Noa Lang: talento e spregiudicatezza

Noa Lang è nato a Capelle aan den IJssel, nei Paesi Bassi il 17 giugno 1999. Figlio unico, sua madre, Manon, è olandese e suo padre, Jeffrey, è del Suriname. Nel 2005, Nourdin Boukhari iscrive Noa Lang (6 anni) al Feyenoord di Rotterdam, ma un anno dopo, l’intera famiglia si trasferisce a Nantes, in Francia, dove Boukhari ha trovato squadra, quindi Noa entra nelle giovanili del Nantes. Nel 2007 il rientro a Rotterdam e quindi di nuovo al Feyenoord. Noa però tifa Ajax e sotto veste la maglia dei Lancieri. Lo farà ufficialmente dal 2013… La prima volta nella prima squadra dell’Ajax, dopo la trafila delle giovanili, arriverà il 26 settembre 2018 nell’incontro di KNVB beker (Coppa d’Olanda) vinto per 7-0 contro l’HVV Te Werve. E a seguire anche la prima volta in Eredivisie (13 marzo 2019 vs PEC Zwolle) e la prima in Champions League.
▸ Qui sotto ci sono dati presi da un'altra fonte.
//! The tox functional test suite, run against a tunnelled API.

use std::collections::BTreeMap;
use std::path::Path;

use chartcheck_core::shell::run_command_unchecked;
use chartcheck_core::ShellCommand;
use tracing::{error, info};

use crate::EngineError;

/// `http://{endpoint}/v1`
pub fn api_url(endpoint: &str) -> String {
    format!("http://{endpoint}/v1")
}

/// Environment `anchore-cli` reads its connection settings from.
pub fn cli_env(api_endpoint: &str, user: &str, password: &str) -> BTreeMap<String, String> {
    cli_env_for_url(&api_url(api_endpoint), user, password)
}

/// Same as [`cli_env`] for a full API URL.
pub fn cli_env_for_url(url: &str, user: &str, password: &str) -> BTreeMap<String, String> {
    BTreeMap::from([
        ("ANCHORE_CLI_URL".to_owned(), url.to_owned()),
        ("ANCHORE_CLI_USER".to_owned(), user.to_owned()),
        ("ANCHORE_CLI_PASS".to_owned(), password.to_owned()),
    ])
}

/// Run `tox ARGS` with `env`, write the combined output to `log_path` and
/// print it. Fails after writing the log when tox exits non-zero.
pub async fn run_tox(
    env: &BTreeMap<String, String>,
    args: &[String],
    log_path: &Path,
) -> Result<String, EngineError> {
    let cmd = ShellCommand::new("tox")
        .args(args.iter().cloned())
        .envs(env.iter().map(|(k, v)| (k.clone(), v.clone())));
    run_suite_command(&cmd, log_path).await
}

async fn run_suite_command(cmd: &ShellCommand, log_path: &Path) -> Result<String, EngineError> {
    let output = run_command_unchecked(cmd).await?;

    if let Some(parent) = log_path.parent().filter(|p| !p.as_os_str().is_empty()) {
        tokio::fs::create_dir_all(parent).await?;
    }
    tokio::fs::write(log_path, &output.combined).await?;
    println!("{}", output.combined);

    let log_path_display = log_path.display().to_string();
    if !output.success {
        let status = output
            .code
            .map_or_else(|| "killed by signal".to_owned(), |c| format!("exit code {c}"));
        error!(command = %cmd.display(), log = %log_path_display, status = %status, "test suite failed");
        return Err(EngineError::Tox {
            status,
            log_path: log_path_display,
        });
    }

    info!(command = %cmd.display(), log = %log_path_display, "test suite passed");
    Ok(output.combined)
}

#[cfg(test)]
mod tests {
    use super::*;

    #[test]
    fn env_points_cli_at_v1() {
        let env = cli_env("127.0.0.1:41235", "admin", "foobar");
        assert_eq!(env["ANCHORE_CLI_URL"], "http://127.0.0.1:41235/v1");
        assert_eq!(env["ANCHORE_CLI_USER"], "admin");
        assert_eq!(env["ANCHORE_CLI_PASS"], "foobar");
    }

    #[cfg(unix)]
    #[tokio::test]
    async fn passing_suite_writes_log() {
        let dir = tempfile::tempdir().unwrap();
        let log = dir.path().join("logs").join("engine_tests.log");
        let cmd = ShellCommand::new("sh")
            .arg("-c")
            .arg("echo \"url=$ANCHORE_CLI_URL\"")
            .envs(cli_env("127.0.0.1:1", "admin", "foobar"));

        let output = run_suite_command(&cmd, &log).await.unwrap();
        assert_eq!(output, "url=http://127.0.0.1:1/v1");
        assert_eq!(std::fs::read_to_string(&log).unwrap(), output);
    }

    #[cfg(unix)]
    #[tokio::test]
    async fn failing_suite_still_writes_log() {
        let dir = tempfile::tempdir().unwrap();
        let log = dir.path().join("enterprise_tests.log");
        let cmd = ShellCommand::new("sh").arg("-c").arg("echo '1 failed'; exit 1");

        let err = run_suite_command(&cmd, &log).await.unwrap_err();
        match err {
            EngineError::Tox { status, log_path } => {
                assert_eq!(status, "exit code 1");
                assert!(log_path.ends_with("enterprise_tests.log"));
            }
            other => panic!("unexpected error: {other:?}"),
        }
        assert_eq!(std::fs::read_to_string(&log).unwrap(), "1 failed");
    }
}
Il 1º dicembre i primi gol, tutti insieme: una tripletta al Twente che segna un record (erano 60 anni che nessuno ne metteva tre alla “prima” da titolare) e gli mette tanti riflettori addosso. Piede veloce, ma testa calda il nostro Noa: in occasione di un match di Coppa d’Olanda contro il Telstar vinto per 4-3, Lang segna ma poi viene sgridato dal suo allenatore – Erik ten Hag – che lo accusava di non obbedire alle istruzioni di Dusan Tadic: “Devi chiudere la bocca e ascoltare! Smettila, è la nostra partita, non la tua!”. Lo spogliatoio dei Lancieri gli sta stretto, in campo c’è poco spazio. A gennaio va in prestito al Twente, ma la pandemia stoppa tutto. Là giocherà solo 7 partite. Il 2020-21 riparte all’Ajax, ma poi va subito in prestito in Belgio, al Bruges, ed è qui si che si mette in luce: 17 gol e 11 assist durante la prima stagione, 9 gol e 15 assist in quella appena terminata. Con tanto di due campionati in bacheca, vinti da protagonista. Ala sinistra, preferibilmente, dove con il piede destro (il favorito, ma il sinistro non è assolutamente da disdegnare) rientra e fa male. Il profilo è quello di un’ala classica, fantasiosa, che corre tanto palla al piede (una delle sue caratteristiche migliori) ma non disdegna il dribbling: è veloce, tecnico e ha dimostrato una buona dimestichezza con i gol, come dimostra soprattutto l’ultima stagione. Parte a sinistra, ma per fare gioco lo si può tranquillamente ritrovare al centro e talvolta anche a destra.